Any idea to allow TEfficiency to accept bins where pass > total?

yumengcao4888 · July 17, 2021, 4:21pm

Dear ROOTers,

Recently I’ve run into an issue with TEfficiency. Our team would like to accept the case where the “pass” histogram has some bins greater than the “total” histogram. (See TEfficiency::Divide() here: ROOT: hist/hist/src/TGraphAsymmErrors.cxx Source File) There is a check in this function to forbid this case. (ROOT: hist/hist/src/TEfficiency.cxx Source File)

Does anyone know how to turn off this check?

Thanks,

ROOT Version: 6.22/08
Platform: lxplus
Compiler: gcc I believe

jalopezg · July 18, 2021, 10:35pm

Hi @yumengcao4888,

As you mentioned in your post, that check is hardcoded. Therefore, the only thing I can suggest is building ROOT from source, e.g. for the latest stable version GitHub - root-project/root at latest-stable.
Instructions on how to build from source are available here: Building ROOT from source - ROOT.

Be sure to remove the lines corresponding to the check before building.

Cheers,
J.

yumengcao4888 · July 19, 2021, 5:05pm

Thanks @jalopezg, actually I’m running this with athena release 21.9.16,Athena on lxplus. So I guess this would not work somehow…

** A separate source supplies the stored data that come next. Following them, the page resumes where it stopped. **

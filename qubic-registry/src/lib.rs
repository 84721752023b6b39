//! # qubic-registry
//!
//! The trust boundary for the worker pool: a uuid allowlist persisted as a
//! pretty-printed `registry.json`. Every mutation rewrites the file
//! atomically and rolls the in-memory map back when the write fails.

use std::collections::HashMap;
use std::fs::{self, OpenOptions};
use std::io::Write;
use std::path::{Path, PathBuf};

use chrono::{DateTime, Utc};
use parking_lot::RwLock;
use serde::{Deserialize, Serialize};

use qubic_core::{QubicError, QubicResult};

/// One registered tenant.
#[derive(Debug, Clone, Serialize, Deserialize, PartialEq)]
pub struct RegistryEntry {
    pub uuid: String,
    #[serde(default)]
    pub metadata: serde_json::Value,
    pub created_at: DateTime<Utc>,
    pub updated_at: DateTime<Utc>,
}

/// The allowlist. Entries outlive individual worker sessions.
pub struct Registry {
    path: PathBuf,
    entries: RwLock<HashMap<String, RegistryEntry>>,
}

impl Registry {
    /// Load `registry.json` from the given file path, starting empty when
    /// the file does not exist yet.
    pub fn open(path: impl Into<PathBuf>) -> QubicResult<Self> {
        let path = path.into();
        let entries = match fs::read(&path) {
            Ok(bytes) => {
                let list: Vec<RegistryEntry> =
                    serde_json::from_slice(&bytes).map_err(QubicError::load)?;
                tracing::info!("registry loaded: {} tenants", list.len());
                list.into_iter().map(|e| (e.uuid.clone(), e)).collect()
            }
            Err(e) if e.kind() == std::io::ErrorKind::NotFound => HashMap::new(),
            Err(e) => return Err(QubicError::load(e)),
        };
        Ok(Self {
            path,
            entries: RwLock::new(entries),
        })
    }

    /// Register a new tenant. `Conflict` if the uuid already exists.
    pub fn create(&self, uuid: &str, metadata: serde_json::Value) -> QubicResult<RegistryEntry> {
        validate_uuid(uuid)?;
        let now = Utc::now();
        let entry = RegistryEntry {
            uuid: uuid.to_string(),
            metadata,
            created_at: now,
            updated_at: now,
        };

        let mut entries = self.entries.write();
        if entries.contains_key(uuid) {
            return Err(QubicError::conflict(format!("uuid {uuid} already registered")));
        }
        entries.insert(uuid.to_string(), entry.clone());
        if let Err(e) = persist(&self.path, &entries) {
            entries.remove(uuid);
            return Err(e);
        }
        Ok(entry)
    }

    pub fn get(&self, uuid: &str) -> Option<RegistryEntry> {
        self.entries.read().get(uuid).cloned()
    }

    pub fn exists(&self, uuid: &str) -> bool {
        self.entries.read().contains_key(uuid)
    }

    /// All entries, ordered by creation time.
    pub fn list(&self) -> Vec<RegistryEntry> {
        let mut list: Vec<RegistryEntry> = self.entries.read().values().cloned().collect();
        list.sort_by(|a, b| a.created_at.cmp(&b.created_at).then(a.uuid.cmp(&b.uuid)));
        list
    }

    /// Re-key a tenant and replace its metadata.
    pub fn update(
        &self,
        old_uuid: &str,
        new_uuid: &str,
        metadata: serde_json::Value,
    ) -> QubicResult<RegistryEntry> {
        validate_uuid(new_uuid)?;
        let mut entries = self.entries.write();
        if new_uuid != old_uuid && entries.contains_key(new_uuid) {
            return Err(QubicError::conflict(format!("uuid {new_uuid} already registered")));
        }
        let Some(previous) = entries.remove(old_uuid) else {
            return Err(QubicError::not_found(format!("uuid {old_uuid}")));
        };
        let mut entry = previous.clone();
        entry.uuid = new_uuid.to_string();
        entry.metadata = metadata;
        entry.updated_at = Utc::now();
        entries.insert(new_uuid.to_string(), entry.clone());

        if let Err(e) = persist(&self.path, &entries) {
            entries.remove(new_uuid);
            entries.insert(old_uuid.to_string(), previous);
            return Err(e);
        }
        Ok(entry)
    }

    /// Remove a tenant from the allowlist.
    pub fn delete(&self, uuid: &str) -> QubicResult<()> {
        let mut entries = self.entries.write();
        let Some(previous) = entries.remove(uuid) else {
            return Err(QubicError::not_found(format!("uuid {uuid}")));
        };
        if let Err(e) = persist(&self.path, &entries) {
            entries.insert(uuid.to_string(), previous);
            return Err(e);
        }
        Ok(())
    }

    /// Get the entry, creating it when absent. The bool reports creation.
    pub fn find_or_create(
        &self,
        uuid: &str,
        metadata: serde_json::Value,
    ) -> QubicResult<(RegistryEntry, bool)> {
        if let Some(entry) = self.get(uuid) {
            return Ok((entry, false));
        }
        match self.create(uuid, metadata) {
            Ok(entry) => Ok((entry, true)),
            // Lost a race with a concurrent create; the entry exists now.
            Err(QubicError::Conflict { .. }) => {
                let entry = self
                    .get(uuid)
                    .ok_or_else(|| QubicError::conflict(format!("uuid {uuid} vanished")))?;
                Ok((entry, false))
            }
            Err(e) => Err(e),
        }
    }

    pub fn len(&self) -> usize {
        self.entries.read().len()
    }

    pub fn is_empty(&self) -> bool {
        self.entries.read().is_empty()
    }
}

fn validate_uuid(uuid: &str) -> QubicResult<()> {
    uuid::Uuid::parse_str(uuid)
        .map(|_| ())
        .map_err(|_| QubicError::invalid(format!("{uuid:?} is not a valid uuid")))
}

/// Pretty-printed list, written via a tmp sibling and rename.
fn persist(path: &Path, entries: &HashMap<String, RegistryEntry>) -> QubicResult<()> {
    let mut list: Vec<&RegistryEntry> = entries.values().collect();
    list.sort_by(|a, b| a.created_at.cmp(&b.created_at).then(a.uuid.cmp(&b.uuid)));
    let bytes = serde_json::to_vec_pretty(&list).map_err(QubicError::persist)?;

    let file_name = path
        .file_name()
        .and_then(|n| n.to_str())
        .ok_or_else(|| QubicError::persist(format!("bad registry path {}", path.display())))?;
    let tmp = path.with_file_name(format!("{file_name}.tmp"));
    {
        let mut f = OpenOptions::new()
            .create(true)
            .write(true)
            .truncate(true)
            .open(&tmp)
            .map_err(QubicError::persist)?;
        f.write_all(&bytes).map_err(QubicError::persist)?;
        f.sync_all().map_err(QubicError::persist)?;
    }
    fs::rename(&tmp, path).map_err(QubicError::persist)
}
use std::collections::HashMap;
use std::sync::Arc;

use chrono::{DateTime, Utc};
use parking_lot::RwLock;
use rand::Rng;
use serde::{Deserialize, Serialize};

use crate::constants::{
    DEFAULT_CONSOL_FREQUENCY, DEFAULT_DECAY_RATE, DEFAULT_LINK_THRESHOLD, DEFAULT_MAX_DIM,
    DEFAULT_MAX_NEURONS, DEFAULT_MIN_DIM, DEFAULT_MIN_NEURONS,
};
use crate::errors::{QubicError, QubicResult};
use crate::model::snapshot::MatrixSnapshot;
use crate::model::synapse::synapse_id;
use crate::model::{Neuron, Synapse};

/// Dimensionality and population limits for one matrix.
#[derive(Debug, Clone, Copy, Serialize, Deserialize, PartialEq)]
pub struct MatrixBounds {
    pub min_dim: usize,
    pub max_dim: usize,
    pub min_neurons: usize,
    pub max_neurons: usize,
}

impl Default for MatrixBounds {
    fn default() -> Self {
        Self {
            min_dim: DEFAULT_MIN_DIM,
            max_dim: DEFAULT_MAX_DIM,
            min_neurons: DEFAULT_MIN_NEURONS,
            max_neurons: DEFAULT_MAX_NEURONS,
        }
    }
}

/// Parameters the Hebbian engine tunes at runtime.
#[derive(Debug, Clone, Copy, Serialize, Deserialize, PartialEq)]
pub struct LearnedParams {
    /// Energy decay rate, per hour.
    pub decay_rate: f64,
    /// Minimum synapse weight for search spread to follow an edge.
    pub link_threshold: f64,
    /// Consolidation frequency, in hours.
    pub consol_frequency: f64,
}

impl Default for LearnedParams {
    fn default() -> Self {
        Self {
            decay_rate: DEFAULT_DECAY_RATE,
            link_threshold: DEFAULT_LINK_THRESHOLD,
            consol_frequency: DEFAULT_CONSOL_FREQUENCY,
        }
    }
}

/// One tenant's full memory graph. Exclusively owned by at most one worker;
/// neurons and synapses sit behind their own locks so background position
/// updates never block the worker loop.
///
/// Lock order: matrix lock before any neuron or synapse lock, and two
/// neurons together only in ascending id order.
#[derive(Debug)]
pub struct Matrix {
    pub index_id: String,
    pub bounds: MatrixBounds,
    pub current_dim: usize,
    neurons: HashMap<String, Arc<RwLock<Neuron>>>,
    synapses: HashMap<String, Arc<RwLock<Synapse>>>,
    adjacency: HashMap<String, Vec<String>>,
    /// content_hash -> neuron id, maintained for O(1) deduplication.
    hash_index: HashMap<String, String>,
    pub params: LearnedParams,
    pub total_activations: u64,
    pub last_activity: DateTime<Utc>,
    pub last_consolidation: DateTime<Utc>,
    pub created_at: DateTime<Utc>,
    pub modified_at: DateTime<Utc>,
    /// Bumped on every structural change.
    pub version: u64,
}

impl Matrix {
    /// Create an empty matrix with default bounds and parameters.
    pub fn new(index_id: impl Into<String>) -> Self {
        Self::with_bounds(index_id, MatrixBounds::default())
    }

    /// Create an empty matrix with explicit bounds.
    pub fn with_bounds(index_id: impl Into<String>, bounds: MatrixBounds) -> Self {
        let now = Utc::now();
        Self {
            index_id: index_id.into(),
            bounds,
            current_dim: bounds.min_dim,
            neurons: HashMap::new(),
            synapses: HashMap::new(),
            adjacency: HashMap::new(),
            hash_index: HashMap::new(),
            params: LearnedParams::default(),
            total_activations: 0,
            last_activity: now,
            last_consolidation: now,
            created_at: now,
            modified_at: now,
            version: 0,
        }
    }

    /// Bump modified_at and the structural version.
    pub fn touch(&mut self) {
        self.modified_at = Utc::now();
        self.version += 1;
    }

    /// A uniformly random position in [-1,1]^current_dim.
    pub fn random_position(&self) -> Vec<f64> {
        let mut rng = rand::thread_rng();
        (0..self.current_dim).map(|_| rng.gen_range(-1.0..=1.0)).collect()
    }

    /// A position jittered around a parent's, clamped to the unit cube.
    pub fn position_near(&self, parent: &[f64]) -> Vec<f64> {
        let mut rng = rand::thread_rng();
        (0..self.current_dim)
            .map(|i| {
                let base = parent.get(i).copied().unwrap_or(0.0);
                (base + rng.gen_range(-0.1..=0.1)).clamp(-1.0, 1.0)
            })
            .collect()
    }

    // ------------------------------------------------------------------
    // Neurons
    // ------------------------------------------------------------------

    /// Insert a neuron, enforcing capacity and position-length invariants.
    pub fn insert_neuron(&mut self, neuron: Neuron) -> QubicResult<Arc<RwLock<Neuron>>> {
        if self.neurons.len() >= self.bounds.max_neurons {
            return Err(QubicError::MatrixFull {
                capacity: self.bounds.max_neurons,
            });
        }
        if neuron.position.len() != self.current_dim {
            return Err(QubicError::invalid(format!(
                "position has {} components, matrix dimension is {}",
                neuron.position.len(),
                self.current_dim
            )));
        }
        let id = neuron.id.clone();
        self.hash_index.insert(neuron.content_hash.clone(), id.clone());
        self.adjacency.entry(id.clone()).or_default();
        let handle = Arc::new(RwLock::new(neuron));
        self.neurons.insert(id, handle.clone());
        self.touch();
        Ok(handle)
    }

    /// Look up a neuron handle by id.
    pub fn neuron(&self, id: &str) -> Option<Arc<RwLock<Neuron>>> {
        self.neurons.get(id).cloned()
    }

    /// Look up a neuron handle by content hash (deduplication path).
    pub fn neuron_by_hash(&self, content_hash: &str) -> Option<Arc<RwLock<Neuron>>> {
        let id = self.hash_index.get(content_hash)?;
        self.neurons.get(id).cloned()
    }

    /// Remove a neuron along with every incident synapse. Returns false if
    /// the id is unknown. Adjacency symmetry is preserved.
    pub fn remove_neuron(&mut self, id: &str) -> bool {
        let Some(handle) = self.neurons.remove(id) else {
            return false;
        };
        {
            let neuron = handle.read();
            self.hash_index.remove(&neuron.content_hash);
        }
        let neighbors = self.adjacency.remove(id).unwrap_or_default();
        for neighbor in neighbors {
            self.synapses.remove(&synapse_id(id, &neighbor));
            self.synapses.remove(&synapse_id(&neighbor, id));
            if let Some(list) = self.adjacency.get_mut(&neighbor) {
                list.retain(|n| n != id);
            }
        }
        self.touch();
        true
    }

    /// Snapshot of all neuron handles (id, handle).
    pub fn neuron_handles(&self) -> Vec<(String, Arc<RwLock<Neuron>>)> {
        self.neurons
            .iter()
            .map(|(id, h)| (id.clone(), h.clone()))
            .collect()
    }

    pub fn neuron_ids(&self) -> Vec<String> {
        self.neurons.keys().cloned().collect()
    }

    pub fn neuron_count(&self) -> usize {
        self.neurons.len()
    }

    /// Sum of all neuron energies. Takes each neuron's read lock briefly.
    pub fn total_energy(&self) -> f64 {
        self.neurons.values().map(|h| h.read().energy).sum()
    }

    // ------------------------------------------------------------------
    // Synapses & adjacency
    // ------------------------------------------------------------------

    /// Insert a synapse and register both adjacency directions.
    pub fn insert_synapse(&mut self, synapse: Synapse) -> QubicResult<Arc<RwLock<Synapse>>> {
        if synapse.from_id == synapse.to_id {
            return Err(QubicError::SelfLink {
                neuron_id: synapse.from_id,
            });
        }
        let (from, to, id) = (synapse.from_id.clone(), synapse.to_id.clone(), synapse.id.clone());
        let handle = Arc::new(RwLock::new(synapse));
        self.synapses.insert(id, handle.clone());
        let fwd = self.adjacency.entry(from.clone()).or_default();
        if !fwd.contains(&to) {
            fwd.push(to.clone());
        }
        let rev = self.adjacency.entry(to).or_default();
        if !rev.contains(&from) {
            rev.push(from);
        }
        self.touch();
        Ok(handle)
    }

    /// Find the synapse joining two neurons, checking both orientations.
    pub fn synapse_between(&self, a: &str, b: &str) -> Option<Arc<RwLock<Synapse>>> {
        self.synapses
            .get(&synapse_id(a, b))
            .or_else(|| self.synapses.get(&synapse_id(b, a)))
            .cloned()
    }

    /// Remove a synapse by id, scrubbing both adjacency directions.
    /// Returns false if the id is unknown.
    pub fn remove_synapse(&mut self, id: &str) -> bool {
        let Some(handle) = self.synapses.remove(id) else {
            return false;
        };
        let (from, to) = {
            let syn = handle.read();
            (syn.from_id.clone(), syn.to_id.clone())
        };
        if let Some(list) = self.adjacency.get_mut(&from) {
            list.retain(|n| n != &to);
        }
        if let Some(list) = self.adjacency.get_mut(&to) {
            list.retain(|n| n != &from);
        }
        self.touch();
        true
    }

    /// Snapshot of all synapse handles (id, handle).
    pub fn synapse_handles(&self) -> Vec<(String, Arc<RwLock<Synapse>>)> {
        self.synapses
            .iter()
            .map(|(id, h)| (id.clone(), h.clone()))
            .collect()
    }

    pub fn synapse_count(&self) -> usize {
        self.synapses.len()
    }

    /// Cloned neighbor list for a neuron. Empty for unknown ids.
    pub fn neighbors(&self, id: &str) -> Vec<String> {
        self.adjacency.get(id).cloned().unwrap_or_default()
    }

    /// Degree of a neuron (number of adjacency entries).
    pub fn degree(&self, id: &str) -> usize {
        self.adjacency.get(id).map(|l| l.len()).unwrap_or(0)
    }

    // ------------------------------------------------------------------
    // Snapshots & persistence form
    // ------------------------------------------------------------------

    /// Lightweight snapshot record for the store's checkpoint index.
    pub fn snapshot(&self) -> MatrixSnapshot {
        MatrixSnapshot {
            index_id: self.index_id.clone(),
            version: self.version,
            neuron_count: self.neurons.len(),
            synapse_count: self.synapses.len(),
            current_dim: self.current_dim,
            total_energy: self.total_energy(),
            modified_at_unix: self.modified_at.timestamp(),
        }
    }

    /// Deep copy into the plain persistence form, deterministically ordered.
    pub fn snapshot_data(&self) -> MatrixData {
        let mut neurons: Vec<Neuron> = self.neurons.values().map(|h| h.read().clone()).collect();
        neurons.sort_by(|a, b| a.id.cmp(&b.id));
        let mut synapses: Vec<Synapse> = self.synapses.values().map(|h| h.read().clone()).collect();
        synapses.sort_by(|a, b| a.id.cmp(&b.id));
        MatrixData {
            index_id: self.index_id.clone(),
            bounds: self.bounds,
            current_dim: self.current_dim,
            neurons,
            synapses,
            adjacency: self.adjacency.clone(),
            params: self.params,
            total_activations: self.total_activations,
            last_activity: self.last_activity,
            last_consolidation: self.last_consolidation,
            created_at: self.created_at,
            modified_at: self.modified_at,
            version: self.version,
        }
    }

    /// Rebuild the runtime graph from its persistence form.
    pub fn from_data(data: MatrixData) -> Self {
        let mut neurons = HashMap::with_capacity(data.neurons.len());
        let mut hash_index = HashMap::with_capacity(data.neurons.len());
        let mut adjacency = data.adjacency;
        for neuron in data.neurons {
            hash_index.insert(neuron.content_hash.clone(), neuron.id.clone());
            adjacency.entry(neuron.id.clone()).or_default();
            neurons.insert(neuron.id.clone(), Arc::new(RwLock::new(neuron)));
        }
        let mut synapses = HashMap::with_capacity(data.synapses.len());
        for synapse in data.synapses {
            synapses.insert(synapse.id.clone(), Arc::new(RwLock::new(synapse)));
        }
        Self {
            index_id: data.index_id,
            bounds: data.bounds,
            current_dim: data.current_dim,
            neurons,
            synapses,
            adjacency,
            hash_index,
            params: data.params,
            total_activations: data.total_activations,
            last_activity: data.last_activity,
            last_consolidation: data.last_consolidation,
            created_at: data.created_at,
            modified_at: data.modified_at,
            version: data.version,
        }
    }
}

/// Plain serializable form of a matrix. Structural equality of two matrices
/// is equality of their `MatrixData`.
#[derive(Debug, Clone, Serialize, Deserialize, PartialEq)]
pub struct MatrixData {
    pub index_id: String,
    #[serde(default)]
    pub bounds: MatrixBounds,
    pub current_dim: usize,
    pub neurons: Vec<Neuron>,
    pub synapses: Vec<Synapse>,
    pub adjacency: HashMap<String, Vec<String>>,
    #[serde(default)]
    pub params: LearnedParams,
    #[serde(default)]
    pub total_activations: u64,
    pub last_activity: DateTime<Utc>,
    pub last_consolidation: DateTime<Utc>,
    pub created_at: DateTime<Utc>,
    pub modified_at: DateTime<Utc>,
    pub version: u64,
}
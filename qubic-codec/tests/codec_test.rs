//! Frame round-trip and corruption detection tests.

use proptest::prelude::*;

use qubic_codec::{decode, encode, peek_index_id, FLAG_COMPRESSED, HEADER_LEN, MAGIC};
use qubic_core::model::{Matrix, Neuron, Synapse};
use qubic_core::QubicError;

fn sample_matrix(index_id: &str, neurons: usize) -> Matrix {
    let mut m = Matrix::new(index_id);
    let mut ids = Vec::new();
    for i in 0..neurons {
        let n = Neuron::new(format!("memory number {i}"), vec![0.1; m.current_dim]);
        ids.push(n.id.clone());
        m.insert_neuron(n).unwrap();
    }
    for pair in ids.windows(2) {
        m.insert_synapse(Synapse::new(pair[0].clone(), pair[1].clone(), 0.4))
            .unwrap();
    }
    m
}

#[test]
fn round_trip_uncompressed() {
    let data = sample_matrix("tenant-a", 5).snapshot_data();
    let frame = encode(&data, false).unwrap();
    assert_eq!(frame[0..4], MAGIC);
    assert_eq!(decode(&frame).unwrap(), data);
}

#[test]
fn round_trip_compressed() {
    let data = sample_matrix("tenant-b", 20).snapshot_data();
    let frame = encode(&data, true).unwrap();
    let flags = u16::from_le_bytes([frame[6], frame[7]]);
    assert_eq!(flags & FLAG_COMPRESSED, FLAG_COMPRESSED);
    assert_eq!(decode(&frame).unwrap(), data);
}

#[test]
fn compression_shrinks_repetitive_payloads() {
    let data = sample_matrix("tenant-c", 50).snapshot_data();
    let plain = encode(&data, false).unwrap();
    let packed = encode(&data, true).unwrap();
    assert!(packed.len() < plain.len());
}

#[test]
fn empty_matrix_round_trips() {
    let data = Matrix::new("empty").snapshot_data();
    let frame = encode(&data, true).unwrap();
    assert_eq!(decode(&frame).unwrap(), data);
}

#[test]
fn peek_reads_index_id_without_decoding() {
    let data = sample_matrix("peekable", 3).snapshot_data();
    let frame = encode(&data, true).unwrap();
    assert_eq!(peek_index_id(&frame).unwrap(), "peekable");
}

#[test]
fn short_input_fails() {
    let err = decode(&[0u8; 4]).unwrap_err();
    assert!(matches!(err, QubicError::LoadFailed { .. }));
}

#[test]
fn truncated_payload_fails() {
    let data = sample_matrix("trunc", 3).snapshot_data();
    let frame = encode(&data, false).unwrap();
    let err = decode(&frame[..frame.len() - 10]).unwrap_err();
    assert!(matches!(err, QubicError::LoadFailed { .. }));
}

#[test]
fn wrong_magic_fails() {
    let data = sample_matrix("magic", 1).snapshot_data();
    let mut frame = encode(&data, false).unwrap();
    frame[0] = b'X';
    let err = decode(&frame).unwrap_err();
    assert!(matches!(err, QubicError::LoadFailed { .. }));
}

#[test]
fn newer_version_fails() {
    let data = sample_matrix("future", 1).snapshot_data();
    let mut frame = encode(&data, false).unwrap();
    frame[4] = 0xFF;
    frame[5] = 0xFF;
    let err = decode(&frame).unwrap_err();
    assert!(matches!(err, QubicError::LoadFailed { .. }));
}

proptest! {
    // Any single bit flip in the payload region must surface as a checksum
    // or decoder failure, never as a silently different matrix.
    #[test]
    fn payload_bit_flip_never_passes(bit in 0usize..64, compress in proptest::bool::ANY) {
        let data = sample_matrix("flip", 4).snapshot_data();
        let frame = encode(&data, compress).unwrap();
        let payload_start = HEADER_LEN + "flip".len();
        let payload_bits = (frame.len() - payload_start) * 8;
        let bit = bit % payload_bits;
        let mut corrupted = frame.clone();
        corrupted[payload_start + bit / 8] ^= 1 << (bit % 8);

        match decode(&corrupted) {
            Err(QubicError::LoadFailed { .. }) => {}
            Err(other) => prop_assert!(false, "unexpected error kind: {other}"),
            Ok(decoded) => prop_assert!(false, "corrupt frame decoded: {}", decoded.index_id),
        }
    }
}
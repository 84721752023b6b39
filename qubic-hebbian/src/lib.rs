//! # qubic-hebbian
//!
//! The learning engine. All structural writes to a matrix go through here:
//! co-activation detection, synapse formation and strengthening, weight
//! decay, dead-synapse pruning, fractal position updates, and parameter
//! self-tuning.

mod clustering;
mod engine;
mod tuning;

pub use engine::HebbianEngine;
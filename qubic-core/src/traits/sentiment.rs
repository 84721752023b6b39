use serde::{Deserialize, Serialize};

use crate::errors::QubicResult;

/// Sentiment verdict for one piece of content.
#[derive(Debug, Clone, Serialize, Deserialize, PartialEq)]
pub struct Sentiment {
    pub label: String,
    /// Signed intensity in [-1,1].
    pub score: f64,
}

/// Sentiment analysis provider.
pub trait ISentimentAnalyzer: Send + Sync {
    fn analyze(&self, text: &str) -> QubicResult<Sentiment>;

    /// Human-readable provider name.
    fn name(&self) -> &str;
}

eguiraud · July 19, 2021, 8:33pm

Hi @yumengcao4888 ,
and welcome to the ROOT forum.

Maybe you can manually set the overflowing bins in the “passed” histo to the max bin content in the “total” histo before computing the efficiencies? @moneta might also be able to suggest a workaround.

yumengcao4888 · July 19, 2021, 8:47pm

Thanks @eguiraud,

Nice thought! That is exactly what I did earlier. But my team leader doesn’t seem to like this idea that much.

eguiraud · July 20, 2021, 7:40am

I think at this point it’s really a question of why you have more “passed” than total (it does not make sense in first approximation) and what makes sense in terms of statistical analysis in your case. TEfficiency has that check because typically passed > total means there is a bug somewhere.

yumengcao4888 · July 20, 2021, 9:44pm

No there’s no bug. In our case, we have 3 types of information: truth level, offline reconstructed level, and runtime reconstructed level, and we loop over truth level to see if there’s a match at offline and runtime reconstructed level respectively.

In these 2 cases (offline/truth and runtime/truth), all “passed” are no larger than total. But we are considering a 3rd efficiency (runtime/offline). In this case, most “passed” are no larger than total, but there might be some bins where the info gets reconstructed at runtime but not offline.

eguiraud · July 21, 2021, 7:44am

Sorry I did not mean to imply that your code has a bug, just that that’s the assumption behind TEfficiency.

moneta · July 21, 2021, 1:33pm

Hi,

TEfficiency should be use for case where the statistics is binomial. Your case is probably more complicated, when making a ratio like offline/truth you might have fake (noisy) contribution in the online case that do not originate from truth.
The case runtime/offline is even more complicated and probably require a dedicated modelling of the runtime/offline counts.
Note that the case where you can consider the two contributions (numerator and denominator) uncorrelated, the so called Poisson ratio, it is covered in ROOT by using the function TGraphAsymmErrors::Divide with the option pois.

Lorenzo

yumengcao4888 · July 22, 2021, 2:21pm

Hi @moneta
I see. Thank you Lorenzo! I’ll give a try.

yumengcao4888 · July 22, 2021, 2:25pm

I see. Thanks, @eguiraud.

system · August 5, 2021, 2:26pm

This topic was automatically closed 14 days after the last reply. New replies are no longer allowed.